• [TASK GOAL] Gather, from the data below, each line in which the word "bool" occurs.

• [RECORDS FOR THE EXERCISE]
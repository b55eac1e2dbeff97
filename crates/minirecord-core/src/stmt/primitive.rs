use super::Value;
use crate::{Error, Result};

/// A Rust type that a record field can hold.
///
/// Record fields are declared as `Option<T>` where `T: Primitive`; `None`
/// stands for an unset attribute or a SQL `NULL`.
pub trait Primitive: Sized {
    /// Name used in conversion error messages.
    const NAME: &'static str;

    /// Converts a non-null database value into `Self`.
    fn load(value: Value) -> Result<Self>;

    fn into_value(self) -> Value;

    /// Loads a possibly-null value as an optional field.
    fn load_option(value: Value) -> Result<Option<Self>> {
        match value {
            Value::Null => Ok(None),
            value => Self::load(value).map(Some),
        }
    }

    /// Stores an optional field, `None` becoming `NULL`.
    fn option_into_value(value: Option<Self>) -> Value {
        value.map(Self::into_value).unwrap_or_default()
    }
}

impl Primitive for i64 {
    const NAME: &'static str = "i64";

    fn load(value: Value) -> Result<Self> {
        match value {
            Value::Integer(v) => Ok(v),
            value => Err(Error::type_conversion(value, Self::NAME)),
        }
    }

    fn into_value(self) -> Value {
        Value::Integer(self)
    }
}

impl Primitive for i32 {
    const NAME: &'static str = "i32";

    fn load(value: Value) -> Result<Self> {
        match value {
            Value::Integer(v) => {
                i32::try_from(v).map_err(|_| Error::type_conversion(Value::Integer(v), Self::NAME))
            }
            value => Err(Error::type_conversion(value, Self::NAME)),
        }
    }

    fn into_value(self) -> Value {
        Value::Integer(self.into())
    }
}

impl Primitive for f64 {
    const NAME: &'static str = "f64";

    fn load(value: Value) -> Result<Self> {
        match value {
            Value::Real(v) => Ok(v),
            // Whole numbers in NUMERIC columns are stored as integers
            Value::Integer(v) => Ok(v as f64),
            value => Err(Error::type_conversion(value, Self::NAME)),
        }
    }

    fn into_value(self) -> Value {
        Value::Real(self)
    }
}

impl Primitive for bool {
    const NAME: &'static str = "bool";

    fn load(value: Value) -> Result<Self> {
        match value {
            Value::Integer(0) => Ok(false),
            Value::Integer(1) => Ok(true),
            value => Err(Error::type_conversion(value, Self::NAME)),
        }
    }

    fn into_value(self) -> Value {
        Value::from(self)
    }
}

impl Primitive for String {
    const NAME: &'static str = "String";

    fn load(value: Value) -> Result<Self> {
        match value {
            Value::Text(v) => Ok(v),
            value => Err(Error::type_conversion(value, Self::NAME)),
        }
    }

    fn into_value(self) -> Value {
        Value::Text(self)
    }
}

impl Primitive for Vec<u8> {
    const NAME: &'static str = "Vec<u8>";

    fn load(value: Value) -> Result<Self> {
        match value {
            Value::Blob(v) => Ok(v),
            value => Err(Error::type_conversion(value, Self::NAME)),
        }
    }

    fn into_value(self) -> Value {
        Value::Blob(self)
    }
}
use crate::{Error, Result};

use minirecord_core::Driver;
use url::Url;

/// Resolves a connection URL to one of the built-in drivers.
pub fn connect(url: &str) -> Result<Box<dyn Driver>> {
    let parsed = Url::parse(url)
        .map_err(|err| Error::invalid_connection_url(format!("{err}; url={url}")))?;

    match parsed.scheme() {
        "sqlite" => connect_sqlite(url),
        scheme => Err(Error::invalid_connection_url(format!(
            "unsupported database; scheme={scheme}; url={url}"
        ))),
    }
}

#[cfg(feature = "sqlite")]
fn connect_sqlite(url: &str) -> Result<Box<dyn Driver>> {
    let driver = minirecord_driver_sqlite::Sqlite::new(url)?;
    Ok(Box::new(driver))
}

#[cfg(not(feature = "sqlite"))]
fn connect_sqlite(_url: &str) -> Result<Box<dyn Driver>> {
    Err(Error::invalid_connection_url("`sqlite` feature not enabled"))
}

• [REPLY TO THE TASK]
impl Primitive for bool {
    const NAME: &'static str = "bool";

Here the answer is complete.